A partire dal XIV secolo nell'Impero Bizantino si sviluppò la tradizione dell‘esicasmo (dal greco ἡσυχασμός hesychasmos, da ἡσυχία hesychia, calma, pace, tranquillità, assenza di preoccupazione), dottrina e pratica ascetica che si era già diffusa tra i monaci dell'Orientecristiano fin dai tempi dei Padri del deserto (IV secolo). Praticata da Gregorio del Sinai e sostenuta da Gregorio Palamas, questo stile di preghiera mistica e contemplazione continua ad essere utilizzato nella Chiesa ortodossa come una pratica spirituale che facilita la conoscenza di Cristo.[23][24]

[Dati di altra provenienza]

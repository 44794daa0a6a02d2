use chrono::{DateTime, Utc};
use serde::{Deserialize, Serialize};
use uuid::Uuid;

/// Stored account record. This is a mock credential store in the spirit of
/// a demo storefront: passwords are held verbatim and never leave the
/// store layer.
#[derive(Debug, Clone, PartialEq, Serialize, Deserialize)]
pub struct User {
    pub id: Uuid,
    pub name: String,
    pub email: String,
    pub password: String,
    pub created_at: DateTime<Utc>,
}

/// Request model for registration
#[derive(Debug, Clone, Serialize, Deserialize)]
pub struct RegisterRequest {
    pub name: String,
    pub email: String,
    pub password: String,
}

/// Request model for login
#[derive(Debug, Clone, Serialize, Deserialize)]
pub struct LoginRequest {
    pub email: String,
    pub password: String,
}

/// Public view of an account; never carries the password
#[derive(Debug, Clone, PartialEq, Serialize, Deserialize)]
pub struct AccountResponse {
    pub id: Uuid,
    pub name: String,
    pub email: String,
}

impl User {
    /// Create a new account record with a generated ID
    pub fn new(name: String, email: String, password: String) -> Self {
        Self {
            id: Uuid::new_v4(),
            name,
            email,
            password,
            created_at: Utc::now(),
        }
    }
}

impl From<&User> for AccountResponse {
    fn from(user: &User) -> Self {
        Self {
            id: user.id,
            name: user.name.clone(),
            email: user.email.clone(),
        }
    }
}
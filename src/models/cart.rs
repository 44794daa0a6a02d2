use chrono::{DateTime, Utc};
use rust_decimal::Decimal;
use serde::{Deserialize, Serialize};

use super::{Product, SizeVariant};

/// Shopping cart for a session
#[derive(Debug, Clone, PartialEq, Serialize, Deserialize)]
pub struct Cart {
    pub session_id: String,
    pub items: Vec<CartLine>,
    pub created_at: DateTime<Utc>,
    pub updated_at: DateTime<Utc>,
}

/// One line of a cart: a product snapshot in a given size with a quantity.
/// The snapshot is taken when the line is created; catalog edits after that
/// point do not reach existing carts.
#[derive(Debug, Clone, PartialEq, Serialize, Deserialize)]
pub struct CartLine {
    pub product: Product,
    pub quantity: u32,
    pub size: SizeVariant,
    pub added_at: DateTime<Utc>,
}

/// Request model for adding an item to the cart. Quantity is signed so that
/// non-positive values reach the range guard instead of failing to parse.
#[derive(Debug, Clone, Serialize, Deserialize)]
pub struct AddItemRequest {
    pub product_id: String,
    pub quantity: i64,
    pub size: SizeVariant,
}

/// Request model for updating a line quantity
#[derive(Debug, Clone, Serialize, Deserialize)]
pub struct UpdateQuantityRequest {
    pub quantity: i64,
}

/// Request model for updating a line size
#[derive(Debug, Clone, Serialize, Deserialize)]
pub struct UpdateSizeRequest {
    pub size: SizeVariant,
}

/// Response model for cart operations
#[derive(Debug, Clone, Serialize, Deserialize)]
pub struct CartResponse {
    pub session_id: String,
    pub items: Vec<CartLineResponse>,
    pub item_count: u64,
    pub total_price: Decimal,
    pub created_at: DateTime<Utc>,
    pub updated_at: DateTime<Utc>,
}

/// Cart line with its extended line total
#[derive(Debug, Clone, Serialize, Deserialize)]
pub struct CartLineResponse {
    pub product: Product,
    pub quantity: u32,
    pub size: SizeVariant,
    pub line_total: Decimal,
    pub added_at: DateTime<Utc>,
}

impl Cart {
    /// Create a new empty cart for a session
    pub fn new(session_id: String) -> Self {
        let now = Utc::now();
        Self {
            session_id,
            items: Vec::new(),
            created_at: now,
            updated_at: now,
        }
    }

    /// Add a product to the cart. Lines are keyed by (product id, size):
    /// an existing line for the pair has its quantity incremented in place,
    /// otherwise a new line is appended. The pair is never duplicated here.
    pub fn add_line(&mut self, product: Product, quantity: u32, size: SizeVariant) {
        if let Some(line) = self
            .items
            .iter_mut()
            .find(|line| line.product.id == product.id && line.size == size)
        {
            line.quantity = line.quantity.saturating_add(quantity);
        } else {
            self.items.push(CartLine {
                product,
                quantity,
                size,
                added_at: Utc::now(),
            });
        }
        self.updated_at = Utc::now();
    }

    /// Remove every line for the given product id, across all size
    /// variants. A product held in two sizes disappears entirely from one
    /// call; size-qualified removal is deliberately not offered.
    pub fn remove_product(&mut self, product_id: &str) -> bool {
        let original_len = self.items.len();
        self.items.retain(|line| line.product.id != product_id);
        let removed = self.items.len() != original_len;
        if removed {
            self.updated_at = Utc::now();
        }
        removed
    }

    /// Set the quantity on every line matching the product id. Matching is
    /// by product id only: all size variants of the product receive the
    /// same new quantity. Returns false when no line matched.
    pub fn set_product_quantity(&mut self, product_id: &str, new_quantity: u32) -> bool {
        let mut matched = false;
        for line in self
            .items
            .iter_mut()
            .filter(|line| line.product.id == product_id)
        {
            line.quantity = new_quantity;
            matched = true;
        }
        if matched {
            self.updated_at = Utc::now();
        }
        matched
    }

    /// Set the size on every line matching the product id. If this leaves
    /// two lines sharing one (product id, size) pair they stay distinct;
    /// pair uniqueness is an `add_line` guarantee only and no merge happens
    /// here. Returns false when no line matched.
    pub fn set_product_size(&mut self, product_id: &str, new_size: SizeVariant) -> bool {
        let mut matched = false;
        for line in self
            .items
            .iter_mut()
            .filter(|line| line.product.id == product_id)
        {
            line.size = new_size.clone();
            matched = true;
        }
        if matched {
            self.updated_at = Utc::now();
        }
        matched
    }

    /// Clear all lines from the cart. Returns false when it was already
    /// empty.
    pub fn clear(&mut self) -> bool {
        if self.items.is_empty() {
            return false;
        }
        self.items.clear();
        self.updated_at = Utc::now();
        true
    }

    /// Total number of units in the cart, recomputed on every call
    pub fn item_count(&self) -> u64 {
        self.items.iter().map(|line| u64::from(line.quantity)).sum()
    }

    /// Total price of the cart, recomputed on every call from the line
    /// snapshots
    pub fn total_price(&self) -> Decimal {
        self.items.iter().map(|line| line.line_total()).sum()
    }

    /// Check if the cart is empty
    pub fn is_empty(&self) -> bool {
        self.items.is_empty()
    }

    /// Get the line for an exact (product id, size) pair
    pub fn line(&self, product_id: &str, size: &SizeVariant) -> Option<&CartLine> {
        self.items
            .iter()
            .find(|line| line.product.id == product_id && &line.size == size)
    }

    /// Check if any line holds the given product, in any size
    pub fn contains_product(&self, product_id: &str) -> bool {
        self.items.iter().any(|line| line.product.id == product_id)
    }

    /// Quantity held for an exact (product id, size) pair
    pub fn quantity_of(&self, product_id: &str, size: &SizeVariant) -> u32 {
        self.line(product_id, size)
            .map(|line| line.quantity)
            .unwrap_or(0)
    }
}

impl CartLine {
    /// Extended price for this line (unit price * quantity)
    pub fn line_total(&self) -> Decimal {
        self.product.price * Decimal::from(self.quantity)
    }
}

impl From<&Cart> for CartResponse {
    fn from(cart: &Cart) -> Self {
        Self {
            session_id: cart.session_id.clone(),
            items: cart
                .items
                .iter()
                .map(|line| CartLineResponse {
                    product: line.product.clone(),
                    quantity: line.quantity,
                    size: line.size.clone(),
                    line_total: line.line_total(),
                    added_at: line.added_at,
                })
                .collect(),
            item_count: cart.item_count(),
            total_price: cart.total_price(),
            created_at: cart.created_at,
            updated_at: cart.updated_at,
        }
    }
}
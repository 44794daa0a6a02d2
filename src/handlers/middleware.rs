use axum::{
    body::Body,
    extract::Request,
    http::StatusCode,
    middleware::Next,
    response::{Json, Response},
};
use serde_json::{json, Value};
use tracing::{error, warn};

/// Request validation middleware
pub async fn request_validation_middleware(
    request: Request<Body>,
    next: Next,
) -> Result<Response, (StatusCode, Json<Value>)> {
    // Validate content type for POST/PUT requests
    validate_content_type(&request)?;

    // Validate request size
    validate_request_size(&request)?;

    // Continue with the request
    let response = next.run(request).await;
    Ok(response)
}

/// Validate content type for requests carrying a body. Body-less POSTs
/// (logout, clear) declare no length and are let through.
fn validate_content_type(request: &Request<Body>) -> Result<(), (StatusCode, Json<Value>)> {
    let method = request.method();

    if method != "POST" && method != "PUT" && method != "PATCH" {
        return Ok(());
    }

    let declared_length = request
        .headers()
        .get("content-length")
        .and_then(|value| value.to_str().ok())
        .and_then(|value| value.parse::<u64>().ok())
        .unwrap_or(0);

    if declared_length == 0 {
        return Ok(());
    }

    if let Some(content_type) = request.headers().get("content-type") {
        let content_type_str = content_type.to_str().unwrap_or("");

        if !content_type_str.starts_with("application/json") {
            warn!("Invalid content type: {}", content_type_str);
            return Err((
                StatusCode::UNSUPPORTED_MEDIA_TYPE,
                Json(json!({
                    "error": "Unsupported media type",
                    "message": "Content-Type must be application/json",
                    "timestamp": chrono::Utc::now().to_rfc3339(),
                })),
            ));
        }
    } else {
        warn!("Missing content type header");
        return Err((
            StatusCode::BAD_REQUEST,
            Json(json!({
                "error": "Missing content type",
                "message": "Content-Type header is required for requests with body",
                "timestamp": chrono::Utc::now().to_rfc3339(),
            })),
        ));
    }

    Ok(())
}

/// Validate request size
fn validate_request_size(request: &Request<Body>) -> Result<(), (StatusCode, Json<Value>)> {
    const MAX_REQUEST_SIZE: u64 = 1024 * 1024; // 1MB

    if let Some(content_length) = request.headers().get("content-length") {
        if let Ok(length_str) = content_length.to_str() {
            if let Ok(length) = length_str.parse::<u64>() {
                if length > MAX_REQUEST_SIZE {
                    error!("Request too large: {} bytes", length);
                    return Err((
                        StatusCode::PAYLOAD_TOO_LARGE,
                        Json(json!({
                            "error": "Request too large",
                            "message": format!("Request size {} bytes exceeds maximum of {} bytes", length, MAX_REQUEST_SIZE),
                            "timestamp": chrono::Utc::now().to_rfc3339(),
                        })),
                    ));
                }
            }
        }
    }

    Ok(())
}

/// CORS middleware for handling cross-origin requests
pub async fn cors_middleware(request: Request<Body>, next: Next) -> Response {
    let response = next.run(request).await;

    let mut response = response;
    let headers = response.headers_mut();

    // Add CORS headers
    headers.insert("Access-Control-Allow-Origin", "*".parse().unwrap());
    headers.insert(
        "Access-Control-Allow-Methods",
        "GET, POST, PUT, DELETE, OPTIONS".parse().unwrap(),
    );
    headers.insert(
        "Access-Control-Allow-Headers",
        "Content-Type, Authorization".parse().unwrap(),
    );
    headers.insert("Access-Control-Max-Age", "86400".parse().unwrap());

    response
}

/// Security headers middleware
pub async fn security_headers_middleware(request: Request<Body>, next: Next) -> Response {
    let response = next.run(request).await;

    let mut response = response;
    let headers = response.headers_mut();

    // Add security headers
    headers.insert("X-Content-Type-Options", "nosniff".parse().unwrap());
    headers.insert("X-Frame-Options", "DENY".parse().unwrap());
    headers.insert("X-XSS-Protection", "1; mode=block".parse().unwrap());
    headers.insert(
        "Referrer-Policy",
        "strict-origin-when-cross-origin".parse().unwrap(),
    );
    headers.insert(
        "Content-Security-Policy",
        "default-src 'self'".parse().unwrap(),
    );

    response
}
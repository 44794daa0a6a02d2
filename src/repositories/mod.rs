// Repositories module - data access layer

pub mod account_store;
pub mod cart_store;
pub mod catalog;

pub use account_store::{AccountStore, FileAccountStore};
pub use cart_store::{CartStore, FileCartStore};
pub use catalog::{seed_products, ProductCatalog, StaticCatalog};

Nella tradizione cattolica, altri santi oltre Ignazio di Loyola hanno proposto la preghiera e la contemplazione delle Scritture come percorso per conoscere meglio Cristo. nel suo Camino de Perfección (1567), Teresa d'Avila insegnò alle sue suore come cercare di arrivare a conoscere Cristo usando la preghiera mentale.[25] Mentre la Chiesa cattolica approva la meditazione cristiana come benefica per conoscere Cristo, nella lettera Orationis formas emessa dalla Congregazione per la dottrina della fede il 15 ottobre 1989, specificamente si ammonisce contro l'utilizzo di stili meditativi non cristiani (per esempio, gli stili modificati buddhisti) per tentare di conoscere Cristo.[26]
La conoscenza di Cristo
Durante l'Età apostolica, era comune nella tradizione ebraica presumere che i profeti in generale avessero illuminazioni speciali, che più tardi vennero chiamate col termine "scienza infusa" nella teologia cristiana. Viene fatto un riferimento esemplificativo in Luca 7:39[27] dove il fariseo si aspettava che un profeta conoscesse la donna che lo aveva toccato.[28]
Tre livelli specifici di conoscenza vengono spesso discussi in cristologia come conoscenza beatifica, infusa e acquisita.[29] Coloro (come Tommaso d'Aquino) che aderiscono al principio della Perfezione di Cristo, ragionano affermando che egli debba aver avuto una conoscenza beatifica ("visione beatifica") di tutte le cose dal Verbo sin dall'inizio a causa della sua perfezione.[29] Tuttavia, i concetti di Tommaso non sono generalmente accettati da tutti i cristiani.[30]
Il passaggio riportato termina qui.